| YOUR GOAL |
Look through the material below and give the number of lines holding "LoggingGuard", with no other words.

| DATA |

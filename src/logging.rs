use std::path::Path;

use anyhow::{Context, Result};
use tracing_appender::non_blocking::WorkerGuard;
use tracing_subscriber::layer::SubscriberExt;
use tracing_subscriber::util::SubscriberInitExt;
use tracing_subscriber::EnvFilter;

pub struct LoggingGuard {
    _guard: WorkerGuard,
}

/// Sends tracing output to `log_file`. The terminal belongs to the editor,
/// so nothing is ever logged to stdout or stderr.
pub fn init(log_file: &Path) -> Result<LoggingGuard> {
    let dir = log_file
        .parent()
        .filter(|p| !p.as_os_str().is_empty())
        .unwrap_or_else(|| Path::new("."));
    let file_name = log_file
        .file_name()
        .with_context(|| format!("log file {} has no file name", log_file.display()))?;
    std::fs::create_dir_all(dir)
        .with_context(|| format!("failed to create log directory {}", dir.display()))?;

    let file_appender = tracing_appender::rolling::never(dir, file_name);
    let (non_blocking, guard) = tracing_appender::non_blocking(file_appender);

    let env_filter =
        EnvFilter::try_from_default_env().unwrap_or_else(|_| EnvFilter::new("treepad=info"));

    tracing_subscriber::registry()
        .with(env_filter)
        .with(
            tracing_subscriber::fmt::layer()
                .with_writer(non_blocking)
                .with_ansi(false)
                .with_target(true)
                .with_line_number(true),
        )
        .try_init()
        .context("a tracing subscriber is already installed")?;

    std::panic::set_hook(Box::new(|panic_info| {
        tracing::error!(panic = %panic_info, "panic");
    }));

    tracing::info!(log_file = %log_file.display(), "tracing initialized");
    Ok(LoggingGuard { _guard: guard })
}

| ANSWER SPACE |
3